FMC/HEAA - Faculdade de Medicina de Campos - Hospital Álvaro Alvim (RJ) — Prova 2017
Maria, 46 anos, procura a Unidade de Saúde com queixa de dor nas costas. Há 7 dias tentou levantar um balde com roupa e passou a sofrer dessa dor. Trabalha como auxiliar administrativo e deixou de ir ao trabalho por 2 dias. Queixa-se de irritabilidade e insônia nesse mesmo período. Ainda não tomou medidas para aliviar a dor. Maria graduou a dor como moderada, afinal, já sentiu piores. Após avaliação, o médico decide prescrever analgesia medicamentosa além e medidas locais. Como você classificaria essa dor?
Dor nociceptiva = causada por ativação de nociceptores devido a lesão tecidual real ou potencial.
A dor nociceptiva é o tipo mais comum de dor, resultante da ativação de nociceptores por estímulos lesivos ou potencialmente lesivos aos tecidos. No caso de Maria, a dor nas costas após levantar peso indica uma provável lesão musculoesquelética, caracterizando-a como dor nociceptiva.
A dor é uma experiência sensorial e emocional desagradável associada a dano tecidual real ou potencial, ou descrita em termos de tal dano. Sua classificação é fundamental para o diagnóstico e manejo adequados. A dor pode ser classificada em nociceptiva, neuropática e mista, com a dor nociceptiva sendo a mais comum e resultante da ativação de nociceptores em resposta a estímulos lesivos ou potencialmente lesivos. No caso de Maria, a dor nas costas surgiu após um esforço físico (levantar um balde), o que sugere uma lesão musculoesquelética, como uma distensão ou contratura. Essa ativação dos nociceptores na região lesionada é a característica principal da dor nociceptiva. Embora fatores emocionais como irritabilidade e insônia possam acompanhar a dor crônica ou aguda intensa, a causa primária da dor de Maria é claramente de origem tecidual. O manejo da dor nociceptiva aguda, como a apresentada por Maria, geralmente envolve analgesia medicamentosa com anti-inflamatórios não esteroides (AINEs) ou analgésicos simples, associados a medidas locais como compressas e repouso relativo.
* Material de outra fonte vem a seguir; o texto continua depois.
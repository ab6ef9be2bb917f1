use std::fmt::{Display, Formatter};

use crate::firestore::error::{malformed_path, FirestoreResult};
use crate::firestore::model::ResourcePath;

/// Identity of a document: its path below the documents root.
#[derive(Clone, Debug, PartialEq, Eq, Hash, PartialOrd, Ord)]
pub struct DocumentKey {
    path: ResourcePath,
}

impl DocumentKey {
    pub fn from_path(path: ResourcePath) -> FirestoreResult<Self> {
        if path.len() < 2 || path.len() % 2 != 0 {
            return Err(malformed_path(format!(
                "Document keys must point to a document (even number of segments), got {path:?}"
            )));
        }
        Ok(Self { path })
    }

    pub fn from_string(path: &str) -> FirestoreResult<Self> {
        Self::from_path(ResourcePath::from_string(path)?)
    }

    pub fn collection_path(&self) -> ResourcePath {
        self.path.without_last()
    }

    pub fn path(&self) -> &ResourcePath {
        &self.path
    }

    pub fn id(&self) -> &str {
        self.path.last_segment().unwrap_or_default()
    }
}

impl Display for DocumentKey {
    fn fmt(&self, f: &mut Formatter<'_>) -> std::fmt::Result {
        write!(f, "{}", self.path)
    }
}
pub const DEFAULT_DATABASE_ID: &str = "(default)";
pub const DOCUMENT_ID_FIELD: &str = "__name__";
pub const MAX_BATCH_WRITES: usize = 500;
É importante diferenciar a dor nociceptiva de outros tipos, como a neuropática (causada por lesão nervosa, com sintomas como queimação, choque ou formigamento) ou a psicogênica (onde o componente psicológico é predominante sem uma causa orgânica clara), para garantir a escolha terapêutica mais eficaz e evitar tratamentos desnecessários ou ineficazes.
A dor nociceptiva é geralmente bem localizada, descrita como latejante, pulsátil, em aperto ou pontada, e está associada a uma lesão tecidual real ou potencial, como cortes, fraturas ou inflamações.
A dor nociceptiva resulta da ativação de nociceptores por dano tecidual, enquanto a dor neuropática é causada por lesão ou doença do sistema nervoso somatossensorial, manifestando-se como queimação, choque, formigamento ou dormência.
O tratamento inicial para dor nociceptiva aguda musculoesquelética geralmente envolve analgesia medicamentosa (AINEs, analgésicos simples), repouso relativo, aplicação de calor/frio e fisioterapia, visando aliviar a dor e restaurar a função.